The data necessary for such systematic examination is not available in some fields. I'm not sure about this field, but maybe it was one of them (back then at least)?

Comment author: hegemonicon 15 September 2011 03:13:06PM 0 points [-]

I'd expect the opposite to be true, actually - it's my impression that property records are very well kept, and that we have good historical data for them.

Comment author: sixes_and_sevens 15 September 2011 02:41:30PM 10 points [-]

Any field that attempts to analyse real-world phenomena as if they were a piece of literature. That's a bloody good start.

I've wanted to make some sort of post to this effect myself, but (ironically) couldn't come up with a coherent theme to draw all the ideas together.

I'm currently working my way through undergrad economics, and regularly notice people expounding upon their home-brew economic theories that wouldn't fly, make no sense, or have well-established theory or evidence opposing them. When I respond "this probably wouldn't work because of x", the most frustrating response is a wholesale rejection of economics as a legitimate field with useful findings. They don't engage with the economic arguments because they don't see the point in establishing the basic framework. This happens with alarming frequency.

The trouble is that I have a blacklist of fields that I basically don't think are worth my time to study because they look like spurious nonsense.
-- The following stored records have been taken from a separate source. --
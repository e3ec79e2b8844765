//! Greedy two-pass meld finder.
//!
//! Pass one takes sets first and then runs from what is left; pass two takes
//! runs first and then sets. Whichever leaves strictly less deadwood wins,
//! ties going to the sets-first pass.
//!
//! This is an approximation, not an exact cover. Known blind spots:
//! - a four-card set is always taken whole, even when lending one card to a
//!   run would be better
//! - a card usable by both a set and a run goes to whichever the pass
//!   visits first
//!
//! Knock/gin eligibility and AI thresholds are defined against this output,
//! so it must not be silently upgraded. Use `MeldStrategy::Exhaustive` for
//! an exact partition.

use rustc_hash::FxHashSet;
use smallvec::SmallVec;

use super::{Meld, MeldKind, MeldResult, MIN_MELD};
use crate::core::{Card, CardId, Suit};

/// Best-effort partition of `hand` into melds and deadwood.
#[must_use]
pub fn find_melds(hand: &[Card]) -> MeldResult {
    let sets_first = partition(hand, Order::SetsFirst);
    let runs_first = partition(hand, Order::RunsFirst);

    if runs_first.deadwood_points < sets_first.deadwood_points {
        runs_first
    } else {
        sets_first
    }
}

/// Deadwood of `hand` is within `knock_limit` (10 under standard rules).
#[must_use]
pub fn can_knock(hand: &[Card], knock_limit: u32) -> bool {
    find_melds(hand).deadwood_points <= knock_limit
}

/// Every card of `hand` is melded.
#[must_use]
pub fn is_gin(hand: &[Card]) -> bool {
    find_melds(hand).deadwood_points == 0
}

#[derive(Clone, Copy)]
enum Order {
    SetsFirst,
    RunsFirst,
}

fn partition(hand: &[Card], order: Order) -> MeldResult {
    let mut used: FxHashSet<CardId> = FxHashSet::default();
    let mut melds = Vec::new();

    match order {
        Order::SetsFirst => {
            take_sets(hand, &mut used, &mut melds);
            take_runs(hand, &mut used, &mut melds);
        }
        Order::RunsFirst => {
            take_runs(hand, &mut used, &mut melds);
            take_sets(hand, &mut used, &mut melds);
        }
    }

    MeldResult::from_melds(hand, melds)
}

/// Commit every rank group of three or more unused cards as a set.
fn take_sets(hand: &[Card], used: &mut FxHashSet<CardId>, melds: &mut Vec<Meld>) {
    let mut by_rank: [SmallVec<[Card; 4]>; 13] = Default::default();
    for card in hand.iter().filter(|c| !used.contains(&c.id)) {
        by_rank[usize::from(card.rank.value() - 1)].push(*card);
    }

    for group in by_rank {
        if group.len() < MIN_MELD {
            continue;
        }
        let cards: SmallVec<[Card; 4]> = group.into_iter().take(4).collect();
        used.extend(cards.iter().map(|c| c.id));
        melds.push(Meld {
            kind: MeldKind::Set,
            cards,
        });
    }
}

/// Per suit, sort unused cards by rank and commit each maximal consecutive
/// stretch of three or more as a run.
fn take_runs(hand: &[Card], used: &mut FxHashSet<CardId>, melds: &mut Vec<Meld>) {
    for suit in Suit::ALL {
        let mut suited: SmallVec<[Card; 13]> = hand
            .iter()
            .filter(|c| c.suit == suit && !used.contains(&c.id))
            .copied()
            .collect();
        suited.sort_unstable_by_key(|c| c.rank);

        let mut run: SmallVec<[Card; 4]> = SmallVec::new();
        for card in suited {
            let extends = run
                .last()
                .is_some_and(|last| card.rank.value() == last.rank.value() + 1);
            if !extends {
                commit_run(&mut run, used, melds);
            }
            run.push(card);
        }
        commit_run(&mut run, used, melds);
    }
}

fn commit_run(run: &mut SmallVec<[Card; 4]>, used: &mut FxHashSet<CardId>, melds: &mut Vec<Meld>) {
    if run.len() >= MIN_MELD {
        used.extend(run.iter().map(|c| c.id));
        melds.push(Meld {
            kind: MeldKind::Run,
            cards: std::mem::take(run),
        });
    } else {
        run.clear();
    }
}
On what basis is it reasonable for me to dismiss, say, a feminist post-structuralist discourse analysis of the recent banking crisis without bothering to engage with its arguments, and simultaneously criticise someone else for being wilfully ignorant of my own favoured disciplines?

My current rule of thumb, which largely seems to work, is to ask "what are the real-world consequences of propositions in this discipline being right or wrong?" It obviously doesn't distinguish all spurious nonsense from all useful disciplines, (the real-world consequences of homeopathy being right are enormous; it just happens to be conclusively wrong), but it does highlight which fields of study are getting work done, information-theoretically speaking, and which are sinkholes for effort without producing any practicable information.

Comment author: hegemonicon 15 September 2011 03:05:49PM 3 points [-]

One of the reasons I'm picking on urban planning here is that it seems like the consequences of it are enormous, given the importance of cities as generators of growth and innovation. (Though it's possible there's not in fact much difference between "successful" cities and "unsuccessful" ones.)